Her friends where silent.
“Would we consider them successful?” Cristina asked.
“Are you considering Sydney a human?” Meredith shrugged, “They’re still together. It counts for something I guess.”
“Are they together?” Callie asked, feigning disinterest.
“I guess.”
“Hey. Did you guys hear that he was fired?” Izzie asked suddenly.
“No!” All three spun to face her.
“I heard that Montgomery was leaving.” Cristina offered.
Meredith shook her head, “No, she’s staying, I asked Alex this morning. He didn’t say anything about Derek being fired though. Just that he was leaving. And Addison moved out of Alex’s,” she offered, “Yesterday.”
“Addison was living with Alex?” Izzie asked in surprise.
“Ya. Something was going on with them, I think.”
“No, surprise there,” Callie muttered under her breath.
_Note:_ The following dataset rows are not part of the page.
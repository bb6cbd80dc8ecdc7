//! Dataset column requirements

use crate::error::PipelineError;
use serde::{Deserialize, Serialize};

/// One raw input row: column name to value
pub type Row = serde_json::Map<String, serde_json::Value>;

/// Encoding of an input dataset
#[derive(Debug, Clone, Copy, Default, PartialEq, Eq, Serialize, Deserialize)]
#[serde(rename_all = "snake_case")]
pub enum InputFormat {
    /// JSON array of row objects
    #[default]
    Json,
    /// Newline-delimited JSON, one row object per line
    Ndjson,
}

/// Named dataset with the columns the pipeline reads from it
#[derive(Debug, Clone, Copy)]
pub struct DatasetSchema {
    pub name: &'static str,
    pub required_columns: &'static [&'static str],
}

pub const RESPONDENT_SCHEMA: DatasetSchema = DatasetSchema {
    name: "respondents",
    required_columns: &[
        "id",
        "gender",
        "weight",
        "self_perception_weight",
        "guessed_calories_chicken_wrap",
        "guessed_calories_scone",
        "guessed_calories_tortilla",
        "guessed_calories_turkey_sandwich",
        "guessed_calories_waffle",
        "income",
        "healthy_feeling",
    ],
};

pub const COMFORT_FOOD_SCHEMA: DatasetSchema = DatasetSchema {
    name: "comfort_foods",
    required_columns: &["id", "comfort_food_mapped", "comfort_food"],
};

impl DatasetSchema {
    /// Required columns that no row carries. A column present in at least one
    /// row is not missing; rows lacking it simply have an absent value.
    /// An empty dataset has no missing columns.
    pub fn missing_columns(&self, rows: &[Row]) -> Vec<&'static str> {
        if rows.is_empty() {
            return Vec::new();
        }
        self.required_columns
            .iter()
            .copied()
            .filter(|column| !rows.iter().any(|row| row.contains_key(*column)))
            .collect()
    }

    /// Fail on the first structurally missing column
    pub fn check_columns(&self, rows: &[Row]) -> Result<(), PipelineError> {
        match self.missing_columns(rows).first() {
            Some(column) => Err(PipelineError::MissingColumn {
                dataset: self.name.to_string(),
                column: column.to_string(),
            }),
            None => Ok(()),
        }
    }
}
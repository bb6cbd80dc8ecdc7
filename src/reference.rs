//! Reference tables
//!
//! Fixed rubrics consulted by the classifier and scorer, plus the one
//! data-derived table: gender-partitioned weight percentiles.

use crate::types::{
    AlignmentLevel, AwarenessLevel, CalorieItem, Gender, ItemProximity, PerceptionAccuracy,
    RespondentRecord, WeightCategory, WeightPercentiles,
};
use std::collections::BTreeMap;

/// Recognized self-perception phrases (lowercase, single-spaced)
pub const PERCEPTION_PHRASES: [(&str, WeightCategory); 5] = [
    ("slim", WeightCategory::Underweight),
    ("very fit", WeightCategory::Normal),
    ("just right", WeightCategory::Normal),
    ("slightly overweight", WeightCategory::Overweight),
    ("overweight", WeightCategory::Obese),
];

/// Actual calories of each surveyed food item
pub const CALORIE_REFERENCES: [(CalorieItem, f64); 5] = [
    (CalorieItem::ChickenWrap, 610.0),
    (CalorieItem::Scone, 420.0),
    (CalorieItem::Tortilla, 940.0),
    (CalorieItem::TurkeySandwich, 690.0),
    (CalorieItem::Waffle, 900.0),
];

/// Upper distance bound (inclusive) for each proximity label, tightest first.
/// Distances above the last bound are `WayOff`.
pub const PROXIMITY_BOUNDS: [(f64, ItemProximity); 3] = [
    (0.0, ItemProximity::VeryClose),
    (225.0, ItemProximity::Close),
    (325.0, ItemProximity::Off),
];

pub const PROXIMITY_POINTS: [(ItemProximity, u8); 4] = [
    (ItemProximity::VeryClose, 3),
    (ItemProximity::Close, 2),
    (ItemProximity::Off, 1),
    (ItemProximity::WayOff, 0),
];

/// Minimum awareness score for each level, highest first.
/// Scores below the last threshold are `Unaware`.
pub const AWARENESS_THRESHOLDS: [(u8, AwarenessLevel); 3] = [
    (13, AwarenessLevel::VeryAware),
    (10, AwarenessLevel::Aware),
    (7, AwarenessLevel::SomewhatAware),
];

/// Perception accuracy by category distance; larger distances are `FarOff`
pub const PERCEPTION_DISTANCES: [(u8, PerceptionAccuracy); 2] = [
    (0, PerceptionAccuracy::VeryClose),
    (1, PerceptionAccuracy::Close),
];

/// Alignment by score difference; larger differences are `SevereMisalignment`
pub const ALIGNMENT_DIFFERENCES: [(u8, AlignmentLevel); 3] = [
    (0, AlignmentLevel::PerfectlyAligned),
    (1, AlignmentLevel::SlightMisalignment),
    (2, AlignmentLevel::ModerateMisalignment),
];

pub const WEIGHT_CATEGORY_ORDINALS: [(WeightCategory, u8); 4] = [
    (WeightCategory::Underweight, 1),
    (WeightCategory::Normal, 2),
    (WeightCategory::Overweight, 3),
    (WeightCategory::Obese, 4),
];

pub const AWARENESS_LEVEL_ORDINALS: [(AwarenessLevel, u8); 4] = [
    (AwarenessLevel::VeryAware, 3),
    (AwarenessLevel::Aware, 2),
    (AwarenessLevel::SomewhatAware, 1),
    (AwarenessLevel::Unaware, 0),
];

pub const PERCEPTION_ACCURACY_ORDINALS: [(PerceptionAccuracy, u8); 4] = [
    (PerceptionAccuracy::VeryClose, 3),
    (PerceptionAccuracy::Close, 2),
    (PerceptionAccuracy::FarOff, 1),
    (PerceptionAccuracy::Unspecified, 0),
];

fn lookup<K: PartialEq + Copy, V: Copy>(table: &[(K, V)], key: K) -> Option<V> {
    table.iter().find(|(k, _)| *k == key).map(|(_, v)| *v)
}

/// Map free-text self-perception to a category. Matching ignores case and
/// surrounding/repeated whitespace; unrecognized text yields `None`.
pub fn lookup_perceived_category(text: &str) -> Option<WeightCategory> {
    let normalized = text
        .split_whitespace()
        .collect::<Vec<_>>()
        .join(" ")
        .to_lowercase();
    PERCEPTION_PHRASES
        .iter()
        .find(|(phrase, _)| *phrase == normalized)
        .map(|(_, category)| *category)
}

pub fn actual_calories(item: CalorieItem) -> f64 {
    lookup(&CALORIE_REFERENCES, item).unwrap_or_default()
}

pub fn proximity_points(proximity: ItemProximity) -> u8 {
    lookup(&PROXIMITY_POINTS, proximity).unwrap_or(0)
}

pub fn weight_category_ordinal(category: WeightCategory) -> u8 {
    lookup(&WEIGHT_CATEGORY_ORDINALS, category).unwrap_or(0)
}

pub fn awareness_level_ordinal(level: AwarenessLevel) -> u8 {
    lookup(&AWARENESS_LEVEL_ORDINALS, level).unwrap_or(0)
}

/// `Unspecified` maps to 0
pub fn perception_accuracy_ordinal(accuracy: PerceptionAccuracy) -> u8 {
    lookup(&PERCEPTION_ACCURACY_ORDINALS, accuracy).unwrap_or(0)
}

/// Continuous percentile over ascending `sorted` values, interpolating
/// linearly between the two nearest ranks (SQL `PERCENTILE_CONT`).
pub fn percentile_cont(sorted: &[f64], fraction: f64) -> Option<f64> {
    if sorted.is_empty() || !(0.0..=1.0).contains(&fraction) {
        return None;
    }
    let rank = fraction * (sorted.len() - 1) as f64;
    let lower = rank.floor() as usize;
    let upper = rank.ceil() as usize;
    let weight = rank - lower as f64;
    Some(sorted[lower] + weight * (sorted[upper] - sorted[lower]))
}

/// Weight cutpoints for every gender present in a record set
#[derive(Debug, Clone, Default, PartialEq)]
pub struct WeightPercentileTable {
    rows: BTreeMap<Gender, WeightPercentiles>,
}

impl WeightPercentileTable {
    /// Compute 25th/75th/90th percentiles of `weight` per gender. Absent and
    /// non-finite weights are ignored; genders without any weight get no row.
    pub fn compute(records: &[RespondentRecord]) -> Self {
        let mut weights: BTreeMap<Gender, Vec<f64>> = BTreeMap::new();
        for record in records {
            if let Some(weight) = record.weight.filter(|w| w.is_finite()) {
                weights.entry(record.gender).or_default().push(weight);
            }
        }

        let rows = weights
            .into_iter()
            .filter_map(|(gender, mut values)| {
                values.sort_by(f64::total_cmp);
                Some((
                    gender,
                    WeightPercentiles {
                        gender,
                        p25: percentile_cont(&values, 0.25)?,
                        p75: percentile_cont(&values, 0.75)?,
                        p90: percentile_cont(&values, 0.90)?,
                        sample_size: values.len(),
                    },
                ))
            })
            .collect();

        Self { rows }
    }

    pub fn get(&self, gender: Gender) -> Option<&WeightPercentiles> {
        self.rows.get(&gender)
    }

    /// Rows ordered by gender
    pub fn rows(&self) -> Vec<WeightPercentiles> {
        self.rows.values().cloned().collect()
    }

    pub fn is_empty(&self) -> bool {
        self.rows.is_empty()
    }
}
“Speaking of secret liaisons,” Izzie smiled sweetly, “Callie, where have you been spending your nights lately? You never came home for our girls night last weekend.”
Callie blushed and exchanged a glance with Cristina, “Is that my pager?” she asked, looking at her silent pager, “I need to go. Emergency.”
“Smooth Cal,” Cristina rolled her eyes as Callie left the room.
“I look pregnant in this shirt,” Meredith said quietly as she examined her reflection in the mirror.
“You!” Bailey stormed through the door and pointed to a chair in the corner of the room, “Sit there.” Tuck meekly sat in the corner and settled a book in his lap. “Damn babysitters -- bronchitis. Do any of you have an extra intern that can babysit?”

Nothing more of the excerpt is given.